━━ SUPPLIED ENTRIES
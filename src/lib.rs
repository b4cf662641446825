//! Cognita Insights - Learning Profile Scoring and Class Aggregation
//!
//! This crate implements the scoring core of the Cognita platform: it turns
//! raw questionnaire answers (VARK, DISC, Jungian typology, Schwartz values)
//! into per-student learning profiles and synthesizes class-level insights
//! (learning compass, insight cards, team formation).

pub mod application;
pub mod config;
pub mod domain;
pub mod ports;
//! Dissonance detection between self-reported and behavioral signals.
//!
//! A flat list of trait-pair rules, each flagging a Jungian letter that
//! conflicts with a DISC dominant trait. This is deliberately not an
//! inference engine: adding a rule means adding an entry to the list.

use serde::{Deserialize, Serialize};

use super::disc::{DiscProfile, DiscTrait};
use super::jungian::JungianType;

/// One conflicting trait pair: a Jungian axis letter against a DISC
/// dominant trait.
#[derive(Debug, Clone, Copy)]
pub struct ConflictRule {
    /// Letter that must appear in the Jungian type code.
    pub jungian_letter: char,
    /// DISC dominant trait that conflicts with it.
    pub disc_trait: DiscTrait,
    /// Short description of what the conflict signals.
    pub label: &'static str,
}

/// The rule list. Order is the order findings are reported in.
pub const CONFLICT_RULES: [ConflictRule; 1] = [ConflictRule {
    jungian_letter: 'I',
    disc_trait: DiscTrait::Dominance,
    label: "introversão autodeclarada com padrão comportamental de alta assertividade",
}];

/// Result of dissonance detection for one profile.
#[derive(Debug, Clone, Default, PartialEq, Eq, Serialize, Deserialize)]
pub struct DissonanceFinding {
    pub alert: bool,
    pub notes: Option<String>,
}

/// Dissonance detection functions.
pub struct DissonanceDetector;

impl DissonanceDetector {
    /// Checks a profile's Jungian type against its DISC dominant trait.
    ///
    /// Returns an alert with a templated note naming both conflicting
    /// traits when any rule matches; multiple matches concatenate notes.
    pub fn detect(jungian: &JungianType, disc: &DiscProfile) -> DissonanceFinding {
        let notes: Vec<String> = CONFLICT_RULES
            .iter()
            .filter(|rule| {
                jungian.as_str().contains(rule.jungian_letter) && disc.dominant == rule.disc_trait
            })
            .map(|rule| {
                format!(
                    "Possível dissonância: perfil Jung '{}' (contém '{}') com traço DISC dominante {} — {}.",
                    jungian, rule.jungian_letter, rule.disc_trait, rule.label
                )
            })
            .collect();

        if notes.is_empty() {
            DissonanceFinding::default()
        } else {
            DissonanceFinding {
                alert: true,
                notes: Some(notes.join(" ")),
            }
        }
    }
}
━━━━
» TASK
Scan the listing above for the line that has "repository b4cf662641446825", then copy exactly from that line through the line that has "are reported in.".

» ANSWER
repository b4cf662641446825
//! Cognita Insights - Learning Profile Scoring and Class Aggregation
//!
//! This crate implements the scoring core of the Cognita platform: it turns
//! raw questionnaire answers (VARK, DISC, Jungian typology, Schwartz values)
//! into per-student learning profiles and synthesizes class-level insights
//! (learning compass, insight cards, team formation).

pub mod application;
pub mod config;
pub mod domain;
pub mod ports;
//! Dissonance detection between self-reported and behavioral signals.
//!
//! A flat list of trait-pair rules, each flagging a Jungian letter that
//! conflicts with a DISC dominant trait. This is deliberately not an
//! inference engine: adding a rule means adding an entry to the list.

use serde::{Deserialize, Serialize};

use super::disc::{DiscProfile, DiscTrait};
use super::jungian::JungianType;

/// One conflicting trait pair: a Jungian axis letter against a DISC
/// dominant trait.
#[derive(Debug, Clone, Copy)]
pub struct ConflictRule {
    /// Letter that must appear in the Jungian type code.
    pub jungian_letter: char,
    /// DISC dominant trait that conflicts with it.
    pub disc_trait: DiscTrait,
    /// Short description of what the conflict signals.
    pub label: &'static str,
}

/// The rule list. Order is the order findings are reported in.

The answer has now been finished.